A: It seems that many parents are concerned about their child having Attention Deficit Disorder (ADD) or Attention- Deficit/Hyperactivity Disorder (ADHD). A good starting place is to consult the child’s teacher and/or school counselor. Teachers and counselors are aware of the warning signs that surround ADD/ADHD such as attention-getting behavior as well as emotional, physical, neurological, and social immaturity. Additional symptoms include underachievement in the classroom; difficulty processing what is heard; poor handwriting; low self-esteem; learning disabilities; unpredictable mood swings; increased activity levels in his or her play; impulsiveness; and distractibility.
At home, have one designated space where your child does his or her homework, rather than spreading it all over the house. This will remind your child’s brain that it is now time to study. Otherwise, the brain will try to both study and watch television. Having your child study on his or her bed is not recommended, because being in bed should signal the child that it is time to wind down from the day.
Playing some music in the background near your child’s study space may help your child concentrate, but this can vary depending on your child’s needs.
Remember to communicate what you are seeing and experiencing at home to your child’s teacher and to follow the recommendations from the school. If you see many of the above symptoms in your child and are concerned, the counselors at Pathways Professional Counseling will be happy to assist you.
Thursday, July 15, 2010
Q: My child is displaying some signs of nervousness or anxiety. How can I help him?
A: Anxiety can be signaled by sweaty palms, fast heartbeat, racing thoughts and other symptoms. Find hope that many people experience it and it can be manageable for adults and children.

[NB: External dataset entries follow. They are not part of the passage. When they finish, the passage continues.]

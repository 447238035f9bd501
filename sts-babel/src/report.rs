//! Accumulated, non-fatal conversion diagnostics.
//!
//! Every condition that degrades the output without aborting the conversion is
//! recorded here and logged through `tracing`. The caller receives the report
//! next to the markup; reviewers read the rendered consistency report before
//! output is promoted.

use serde::Serialize;
use std::fmt;

#[derive(Debug, Clone, Copy, PartialEq, Eq, PartialOrd, Ord, Serialize)]
#[serde(rename_all = "lowercase")]
pub enum Severity {
    Info,
    Warning,
}

/// Diagnostic taxonomy.
#[derive(Debug, Clone, Copy, PartialEq, Eq, Serialize)]
#[serde(rename_all = "kebab-case")]
pub enum Category {
    /// A required child is missing or an element sits where it is not handled.
    Structural,
    /// A customer id or external document id has no mapping.
    UnresolvedReference,
    /// A customer id was registered again with a different anchor id.
    DuplicateIdentifier,
}

impl fmt::Display for Category {
    fn fmt(&self, f: &mut fmt::Formatter<'_>) -> fmt::Result {
        let label = match self {
            Category::Structural => "structural",
            Category::UnresolvedReference => "unresolved-reference",
            Category::DuplicateIdentifier => "duplicate-identifier",
        };
        f.write_str(label)
    }
}

#[derive(Debug, Clone, PartialEq, Eq, Serialize)]
pub struct Diagnostic {
    pub severity: Severity,
    pub category: Category,
    /// Stable message key, e.g. `figure.missing-graphic`.
    pub key: &'static str,
    /// Free text pointing at the offending element (ids, hrefs).
    pub reference: String,
}

#[derive(Debug, Clone, Default, PartialEq, Eq, Serialize)]
pub struct Report {
    diagnostics: Vec<Diagnostic>,
}

impl Report {
    pub fn new() -> Self {
        Self::default()
    }

    pub fn push(&mut self, diagnostic: Diagnostic) {
        match diagnostic.severity {
            Severity::Warning => tracing::warn!(
                category = %diagnostic.category,
                key = diagnostic.key,
                reference = %diagnostic.reference,
                "conversion warning"
            ),
            Severity::Info => tracing::info!(
                category = %diagnostic.category,
                key = diagnostic.key,
                reference = %diagnostic.reference,
                "conversion note"
            ),
        }
        self.diagnostics.push(diagnostic);
    }

    pub fn structural(&mut self, key: &'static str, reference: impl Into<String>) {
        self.push(Diagnostic {
            severity: Severity::Warning,
            category: Category::Structural,
            key,
            reference: reference.into(),
        });
    }

    pub fn unresolved(&mut self, key: &'static str, reference: impl Into<String>) {
        self.push(Diagnostic {
            severity: Severity::Warning,
            category: Category::UnresolvedReference,
            key,
            reference: reference.into(),
        });
    }

    pub fn duplicate(&mut self, key: &'static str, reference: impl Into<String>) {
        self.push(Diagnostic {
            severity: Severity::Warning,
            category: Category::DuplicateIdentifier,
            key,
            reference: reference.into(),
        });
    }

    /// Append all diagnostics of another report, keeping their order.
    pub fn merge(&mut self, other: Report) {
        self.diagnostics.extend(other.diagnostics);
    }

    pub fn diagnostics(&self) -> &[Diagnostic] {
        &self.diagnostics
    }

    pub fn is_empty(&self) -> bool {
        self.diagnostics.is_empty()
    }

    pub fn len(&self) -> usize {
        self.diagnostics.len()
    }

    pub fn count(&self, category: Category) -> usize {
        self.diagnostics
            .iter()
            .filter(|d| d.category == category)
            .count()
    }

    /// Render the human-readable consistency report.
    pub fn render_consistency_report(&self) -> String {
        let mut out = String::new();
        out.push_str(&format!(
            "consistency report: {} structural, {} unresolved, {} duplicate\n",
            self.count(Category::Structural),
            self.count(Category::UnresolvedReference),
            self.count(Category::DuplicateIdentifier),
        ));
        for d in &self.diagnostics {
            let severity = match d.severity {
                Severity::Info => "info",
                Severity::Warning => "warn",
            };
            out.push_str(&format!(
                "{severity}\t{}\t{}\t{}\n",
                d.category, d.key, d.reference
            ));
        }
        out
    }
}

As a parent, strive to make your home a predictable, consistent, calming environment. Share your expectations concerning rules and chores. If your child is stressed or anxious, encourage him to draw or journal about his feelings. Make a list of people who he can talk to about the problem. Practice calming breathing exercises together and get some fresh air. Above all, remember your children watch to see how you manage anxiety. Healthy habits include exercising, talking to a friend, and having a community of believers to rely on who can point you to Scripture and will pray with and for you.
Thursday, July 1, 2010
Q: My spouse and I are going through a divorce. We both love our children very much. Our youngest son has been acting different lately. What should we do?

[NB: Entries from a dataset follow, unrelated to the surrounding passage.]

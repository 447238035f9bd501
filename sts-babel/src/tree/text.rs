//! Character data normalisation.

/// Normalise a run of character data: line breaks become spaces, tabs are
/// stripped, and runs of four or more spaces between two non-space characters
/// collapse to one space. Leading and trailing runs are kept.
pub fn normalize(raw: &str) -> String {
    let flattened: Vec<char> = raw
        .chars()
        .filter(|c| *c != '\t')
        .map(|c| if c == '\n' || c == '\r' { ' ' } else { c })
        .collect();

    let mut out = String::with_capacity(flattened.len());
    let mut i = 0;
    while i < flattened.len() {
        if flattened[i] != ' ' {
            out.push(flattened[i]);
            i += 1;
            continue;
        }
        let start = i;
        while i < flattened.len() && flattened[i] == ' ' {
            i += 1;
        }
        let run = i - start;
        let inner = start > 0 && i < flattened.len();
        if inner && run >= 4 {
            out.push(' ');
        } else {
            out.extend(std::iter::repeat(' ').take(run));
        }
    }
    out
}

/// Whitespace that only formats the source (indentation between elements).
pub fn is_layout_whitespace(raw: &str) -> bool {
    raw.chars().all(char::is_whitespace) && raw.contains(['\n', '\r'])
}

A: Sometimes, when there is a major change in a child’s life, they communicate their feelings about it through behavior rather than words. Maybe your son is easily angered, you have seen a change in his grades, or you have seen regression such as wetting the bed or acting younger than his age. You can help your son by modeling healthy coping strategies such as counting to ten when angered or relaxing through writing or drawing. You can also give him a safe place to talk about anything he is experiencing. It is vital that you never speak negatively about the other parent.
Just as you would take your child to the doctor when you see ongoing symptoms of physical sickness, you might consider calling a professional counselor for a “check-up” if you see a noticeable change in his behavior for several weeks. A professional can help you determine how serious these behaviors are and give you tips to help you aid your child during this difficult time.